I installed the Conner disk into the 486 system.
On the first boot of the day my original MS-DOS configuration runs the
Norton Speedisk utility. Being spoiled by modern hardware I realized how comparatively slow the original 4500 RPM disk is. Hard to believe that once upon a time the disk was considered fast.
From the hard disk junk box I pulled the Maxtor 83201A6 3.2 GB disk that originally had been in the K6-III+ system with NT4. I repeated the imaging steps.
The disk was nominally faster but still slow by modern standards.
I had a functional hard disk with only the MS-DOS and Windows for Workgroups (WFWG) operating system. Being basically a clone of the previous hard disk, the system also was part of the house network. There is no SSH or remote access other than shared files, but the system can access network shares across the network.

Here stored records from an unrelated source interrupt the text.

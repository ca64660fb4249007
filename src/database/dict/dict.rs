//! The dictionary itself (§3-§4): two bucket arrays, a rehash cursor, and the
//! public key/value surface built on top of them.

use std::{
    hash::{BuildHasher, Hash, RandomState},
    time::{Duration, Instant},
};

use increhash_error::{DictError, DictResult};
use tracing::{debug, trace};

use super::{
    config::DictConfig,
    entry::{Entry, OccupiedEntry, VacantEntry},
    global::resize_enabled,
    iter::{DictIterator, SafeIter},
    node::DictNode,
    state::RehashState,
    table::Table,
};

/// `h & ht[t].size_mask` is bucket selection; beyond that, this is the owner
/// of the rehash cursor and the two bucket arrays it swaps between.
///
/// `S` is the monomorphic stand-in for the original's `hashFunction`/
/// `keyCompare` vtable slots — this table is generic over any
/// [`BuildHasher`], defaulting to [`RandomState`] the way `std::HashMap` does.
pub struct Dict<K, V, S = RandomState> {
    ht: [Table<K, V>; 2],
    rehash_idx: isize,
    pause_rehash: isize,
    hash_builder: S,
    expand_guard: Option<Box<dyn Fn(usize, f64) -> bool>>,
    config: DictConfig,
}

impl<K, V, S> Clone for Dict<K, V, S>
where
    K: Clone,
    V: Clone,
    S: Clone,
{
    /// The expand-permission hook is not `Clone` (it is an opaque closure),
    /// so a cloned dictionary always allows expansion unconditionally —
    /// callers relying on a custom guard must reinstall it after cloning.
    fn clone(&self) -> Self {
        Dict {
            ht: [self.ht[0].clone(), self.ht[1].clone()],
            rehash_idx: self.rehash_idx,
            pause_rehash: self.pause_rehash,
            hash_builder: self.hash_builder.clone(),
            expand_guard: None,
            config: self.config,
        }
    }
}

impl<K, V, S> Default for Dict<K, V, S>
where
    S: Default,
{
    fn default() -> Self {
        Dict {
            ht: [Table::empty(), Table::empty()],
            rehash_idx: -1,
            pause_rehash: 0,
            hash_builder: S::default(),
            expand_guard: None,
            config: DictConfig::default(),
        }
    }
}

impl<K, V, S> Dict<K, V, S>
where
    S: Default,
{
    /// An empty dictionary with default tunables and the default-constructed
    /// hasher.
    pub fn new() -> Self {
        Self::default()
    }

    /// An empty dictionary already expanded to hold `capacity` entries
    /// without a further resize.
    pub fn with_capacity(capacity: usize) -> Self {
        let mut d = Self::default();
        if capacity > 0 {
            let size = next_power_of_two(capacity.max(DictConfig::DEFAULT_INITIAL_SIZE));
            d.ht[0] = Table::with_size(size);
        }
        d
    }

    /// Like [`Dict::new`] but with non-default tunables.
    pub fn with_config(config: DictConfig) -> Self {
        let mut d = Self::default();
        d.config = config;
        d
    }
}

impl<K, V, S> Dict<K, V, S> {
    /// An empty dictionary using an explicit hasher-builder instance, for
    /// hashers that aren't `Default` (or whose default isn't the one wanted).
    pub fn with_hasher(hash_builder: S) -> Self {
        Dict {
            ht: [Table::empty(), Table::empty()],
            rehash_idx: -1,
            pause_rehash: 0,
            hash_builder,
            expand_guard: None,
            config: DictConfig::default(),
        }
    }

    pub fn with_capacity_and_hasher(
        capacity: usize,
        hash_builder: S,
    ) -> Self {
        let mut d = Self::with_hasher(hash_builder);
        if capacity > 0 {
            let size = next_power_of_two(capacity.max(DictConfig::DEFAULT_INITIAL_SIZE));
            d.ht[0] = Table::with_size(size);
        }
        d
    }

    /// Installs the cold-path resize-permission predicate (§9): consulted at
    /// most once per expansion, given the extra bytes an expansion would
    /// roughly cost and the dictionary's current load factor.
    pub fn set_expand_guard(
        &mut self,
        guard: impl Fn(usize, f64) -> bool + 'static,
    ) {
        self.expand_guard = Some(Box::new(guard));
    }

    pub(crate) fn table(
        &self,
        idx: usize,
    ) -> &Table<K, V> {
        &self.ht[idx]
    }

    pub(crate) fn table_mut(
        &mut self,
        idx: usize,
    ) -> &mut Table<K, V> {
        &mut self.ht[idx]
    }

    /// The rehash cursor's state, `Idle` or `Rehashing { next_bucket }` (§9:
    /// the cursor modeled as an explicit state machine rather than a bare
    /// sentinel).
    pub fn rehash_state(&self) -> RehashState {
        RehashState::from_cursor(self.rehash_idx)
    }

    #[inline]
    pub fn is_rehashing(&self) -> bool {
        matches!(self.rehash_state(), RehashState::Rehashing { .. })
    }

    /// The raw cursor value (`-1` ⇒ idle), for callers in this crate that
    /// need the exact in-progress index rather than just the idle/active
    /// flag (e.g. bounding random sampling to already-migrated buckets).
    pub(crate) fn rehash_cursor(&self) -> isize {
        self.rehash_idx
    }

    #[inline]
    pub fn len(&self) -> usize {
        self.ht[0].used + self.ht[1].used
    }

    #[inline]
    pub fn is_empty(&self) -> bool {
        self.len() == 0
    }

    /// A 64-bit mix of both tables' backing addresses, sizes, and used
    /// counts (§4.5 / §9) — perturbed by any structural mutation, which is
    /// what lets the unsafe iterator detect misuse on release.
    pub(crate) fn fingerprint(&self) -> u64 {
        let fields = [
            self.ht[0].addr(),
            self.ht[0].size() as u64,
            self.ht[0].used as u64,
            self.ht[1].addr(),
            self.ht[1].size() as u64,
            self.ht[1].used as u64,
        ];

        let mut hash: u64 = 0;
        for &f in &fields {
            hash ^= f;
            hash = hash.wrapping_mul(0x5bd1_e995);
            hash ^= hash >> 47;
        }
        hash
    }

    /// Brackets a region that must observe a stable shape (safe iteration,
    /// scan callbacks) by suspending the auto-rehash hook.
    pub(crate) fn pause_rehashing(&mut self) {
        self.pause_rehash += 1;
    }

    pub(crate) fn resume_rehashing(&mut self) {
        debug_assert!(
            self.pause_rehash > 0,
            "resume_rehashing called without a matching pause_rehashing"
        );
        self.pause_rehash -= 1;
        if self.pause_rehash < 0 {
            panic!("pause_rehash underflowed — resume_rehashing called more often than pause_rehashing");
        }
    }
}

After defragmenting the hard disk, I realized subsequent passes were faster. That would have been true with the original Conner 540 MB disk too, but I was not going to repeat the steps.
I considered repeating the steps with the 20 GB disk. That disk spins at 5400 RPM. During the years the disk was installed I remember the Norton Speedisk running faster. Seems like a lot of wasted disk space though with the BIOS and FAT16 limitations. For now the system remained as is.
More to come.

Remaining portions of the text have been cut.